Wien - Der deutsche Reifenkonzern Continental, Mutterkonzern der Semperit Reifen GmbH, will in Österreich nur mehr mit einer Vertriebsmannschaft präsent bleiben. Die Reifenproduktion im niederösterreichischen Traiskirchen wird Mitte 2002 aufgelassen, die Herstellung von Reifen-Vorprodukten ein Jahr später eingestellt. Etwa 1300 "Semperitler" müssen sich um einen neuen Job umsehen. Überkapazitäten "Der Ausstieg ist beschlossene Sache", sagte der im Conti-Vorstand für das internationale Geschäft zuständige Hans-Joachim Nikolin in einer Pressekonferenz am Donnerstag. Die Entscheidung sei "nicht gegen Österreich gerichtet", sondern im Zusammenhang mit dem massiven Nachfragerückgang nach Lkw- und Pkw-Reifen infolge der Konjunkturabschwächung zu sehen. Auch in anderen Ländern, darunter in Deutschland, werde man Werke schließen. "Wir müssen Überkapazitäten aus dem Markt nehmen", sagte Nikolin. Am strategischen Ziel, rund 50 Prozent der Reifen in Niedriglohnländern zu produzieren, halte man fest. Bundeskanzler Wolfgang Schüssel sei von der Entscheidung schriftlich informiert worden. Der Werksschließung muss formal noch der Conti-Aufsichtsrat zustimmen, der voraussichtlich am 19. Dezember zusammentritt.
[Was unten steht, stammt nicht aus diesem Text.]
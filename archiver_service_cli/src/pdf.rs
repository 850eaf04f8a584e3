use printpdf::{BuiltinFont, Color, Mm, PdfDocument, Rgb};

use crate::error::ArchiveError;
use crate::utils::truncate_chars;
use crate::PdfLayout;

/// Renders the plain-text projection of an article into a paginated PDF.
/// Deterministic for identical inputs; empty text yields one near-empty page.
pub fn render_document(
    layout: &PdfLayout,
    text: &str,
    destination_path: &str,
    original_url: &str,
) -> Result<Vec<u8>, ArchiveError> {
    let lines = wrap_lines(text, layout.wrap_columns);
    let pages = paginate(lines, layout);

    let (doc, first_page, first_layer) = PdfDocument::new(
        "Artigo Arquivado",
        Mm(layout.page_width_mm),
        Mm(layout.page_height_mm),
        "Camada 1",
    );
    let font = doc
        .add_builtin_font(BuiltinFont::Helvetica)
        .map_err(|e| ArchiveError::Pdf(e.to_string()))?;

    let gray = Color::Rgb(Rgb::new(0.4, 0.4, 0.4, None));
    let black = Color::Rgb(Rgb::new(0.0, 0.0, 0.0, None));
    let y = |from_top: f32| Mm(layout.page_height_mm - from_top);

    // Two-line header on the first page only.
    let layer = doc.get_page(first_page).get_layer(first_layer);
    layer.set_fill_color(gray);
    layer.use_text(
        format!("Arquivo Digital: {}", destination_path),
        layout.header_font_size,
        Mm(layout.header_x_mm),
        y(layout.header_y_mm),
        &font,
    );
    layer.use_text(
        format!("Fonte: {}...", truncate_chars(original_url, 50)),
        layout.header_font_size,
        Mm(layout.header_x_mm),
        y(layout.header_y_mm + 5.0),
        &font,
    );
    layer.set_fill_color(black.clone());

    for (page_number, page_lines) in pages.iter().enumerate() {
        let layer = if page_number == 0 {
            doc.get_page(first_page).get_layer(first_layer)
        } else {
            let (page, layer) = doc.add_page(
                Mm(layout.page_width_mm),
                Mm(layout.page_height_mm),
                "Camada 1",
            );
            let layer = doc.get_page(page).get_layer(layer);
            layer.set_fill_color(black.clone());
            layer
        };

        let mut cursor = if page_number == 0 {
            layout.body_start_mm
        } else {
            layout.reset_cursor_mm
        };
        for line in page_lines {
            layer.use_text(
                line.clone(),
                layout.body_font_size,
                Mm(layout.margin_left_mm),
                y(cursor),
                &font,
            );
            cursor += layout.line_height_mm;
        }
    }

    doc.save_to_bytes()
        .map_err(|e| ArchiveError::Pdf(e.to_string()))
}

/// Word-wraps the text to `columns` characters. Paragraph breaks in the
/// input are preserved; words longer than a full line are hard-split.
pub fn wrap_lines(text: &str, columns: usize) -> Vec<String> {
    let mut lines = Vec::new();
    for paragraph in text.lines() {
        let mut current = String::new();
        for word in paragraph.split_whitespace() {
            let mut word = word;
            // Hard-split words that cannot fit on any line.
            while word.chars().count() > columns {
                if !current.is_empty() {
                    lines.push(std::mem::take(&mut current));
                }
                let split_at = word
                    .char_indices()
                    .nth(columns)
                    .map(|(i, _)| i)
                    .unwrap_or(word.len());
                lines.push(word[..split_at].to_string());
                word = &word[split_at..];
            }
            if word.is_empty() {
                continue;
            }
            if current.is_empty() {
                current.push_str(word);
            } else if current.chars().count() + 1 + word.chars().count() <= columns {
                current.push(' ');
                current.push_str(word);
            } else {
                lines.push(std::mem::take(&mut current));
                current.push_str(word);
            }
        }
        if !current.is_empty() {
            lines.push(current);
        }
    }
    lines
}

/// Splits wrapped lines into pages by walking a vertical cursor down from
/// `body_start_mm`; once it passes `max_cursor_mm` a new page starts at
/// `reset_cursor_mm`. Always returns at least one page.
pub fn paginate(lines: Vec<String>, layout: &PdfLayout) -> Vec<Vec<String>> {
    let mut pages = Vec::new();
    let mut page = Vec::new();
    let mut cursor = layout.body_start_mm;

    for line in lines {
        if cursor > layout.max_cursor_mm {
            pages.push(std::mem::take(&mut page));
            cursor = layout.reset_cursor_mm;
        }
        page.push(line);
        cursor += layout.line_height_mm;
    }
    pages.push(page);
    pages
}

#[cfg(test)]
mod tests {
    use super::*;

    #[test]
    fn wrap_keeps_short_paragraphs_intact() {
        assert_eq!(wrap_lines("um dois três", 20), vec!["um dois três"]);
    }

    #[test]
    fn wrap_breaks_at_word_boundaries() {
        let lines = wrap_lines("aaa bbb ccc ddd", 7);
        assert_eq!(lines, vec!["aaa bbb", "ccc ddd"]);
    }

    #[test]
    fn wrap_hard_splits_oversized_words() {
        let lines = wrap_lines("abcdefghij", 4);
        assert_eq!(lines, vec!["abcd", "efgh", "ij"]);
    }

    #[test]
    fn wrap_preserves_paragraph_breaks() {
        let lines = wrap_lines("primeiro\nsegundo", 50);
        assert_eq!(lines, vec!["primeiro", "segundo"]);
    }

    #[test]
    fn wrap_of_empty_text_is_empty() {
        assert!(wrap_lines("", 80).is_empty());
    }

    #[test]
    fn paginate_empty_text_yields_single_page() {
        let pages = paginate(Vec::new(), &PdfLayout::default());
        assert_eq!(pages.len(), 1);
        assert!(pages[0].is_empty());
    }

    #[test]
    fn paginate_overflows_to_second_page_preserving_order() {
        let layout = PdfLayout::default();
        let capacity_first_page =
            ((layout.max_cursor_mm - layout.body_start_mm) / layout.line_height_mm) as usize + 1;
        let lines: Vec<String> = (0..capacity_first_page + 3)
            .map(|i| format!("linha {}", i))
            .collect();

        let pages = paginate(lines.clone(), &layout);
        assert!(pages.len() > 1);
        let rejoined: Vec<String> = pages.into_iter().flatten().collect();
        assert_eq!(rejoined, lines);
    }

    #[test]
    fn render_produces_a_pdf_even_for_empty_text() {
        let bytes =
            render_document(&PdfLayout::default(), "", "artigos/Teste", "https://a").unwrap();
        assert!(bytes.starts_with(b"%PDF"));
    }

    #[test]
    fn render_handles_multi_page_bodies() {
        let text = vec!["palavra"; 3000].join(" ");
        let bytes = render_document(
            &PdfLayout::default(),
            &text,
            "artigos/Longo",
            "https://example.com/um-url-bastante-comprido-para-truncar-no-cabecalho",
        )
        .unwrap();
        assert!(bytes.starts_with(b"%PDF"));
    }
}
Heftige Proteste gegen die beabsichtigte Schließung gab es aus Kreisen der Gewerkschaft und der SPÖ, die Maßnahmen zur Aufrechterhaltung der Reifenproduktion in Traiskirchen verlangten. ÖGB-Präsident Fritz Verzetnitsch verlangte "einen Krisengipfel mit dem Bundeskanzler." In Traiskirchen werden heuer noch rund 1,7 Mio. Pkw- und 126.000 Lkw-Reifen vom Band laufen. Von der Werksschließung sind 957 der derzeit rund 1450 Mitarbeiter betroffen - 422 im Bereich Pkw-Reifen, 535 Mitarbeiter im Lkw-Reifensegment. Die Produktion von Rohgummimischungen sowie Stahl- und Textilgewebeeinlagen mit derzeit 300 Beschäftigten soll in Traiskirchen vorerst weiterlaufen. 2003, wenn im tschechischen Otrokovice ein neuer Mischsaal zur Verfügung steht, soll diese Produktion dorthin verlagert werden. Auf eine längerfristige Beschäftigung können nur die rund 100 Personen rechnen, die mit dem Vertrieb der Conti-Produkte in Österreich betraut sind.
Investorensuche
Traiskirchens Bürgermeister Fritz Knotzer (SP) und Semperit-Betriebsratsobmann Alfred Artmäuer wollen alle Hebel in Bewegung setzen, um Bund, Länder und Privatinvestoren für eine mehrheitliche Übernahme der Semperit Reifen GmbH zu gewinnen. "Der Bezirk Baden hat jetzt schon die höchste Arbeitslosigkeit in Niederösterreich, mit der Werksschließung droht uns die höchste Arbeitslosigkeit Österreichs", sagte Knotzer. Neben den "Semperitlern" seien durch die Werksschließung auch rund 300 Zulieferunternehmen betroffen. "Die meisten machen rund die Hälfte ihres Geschäfts mit uns", sagte der Semperit-Betriebsratschef. "Ein endgültiges Aus für Semperit wäre katastrophal." Artmäuer wies außerdem darauf hin, dass Conti das Semperit-Werk 1985 für 440 Mio. S von der Creditanstalt übernommen hat. Im Laufe der vergangenen 16 Jahre habe der Konzern rund sechs Mrd. S (436 Mio. EURO) aus dem Werk gezogen. In dem Betrag seien operative Gewinne ebenso enthalten wie Erlöse aus dem Verkauf ausländischer Semperit-Tochterfirmen und Steuergelder. (stro, Der Standard, Printausgabe, 07.12.01)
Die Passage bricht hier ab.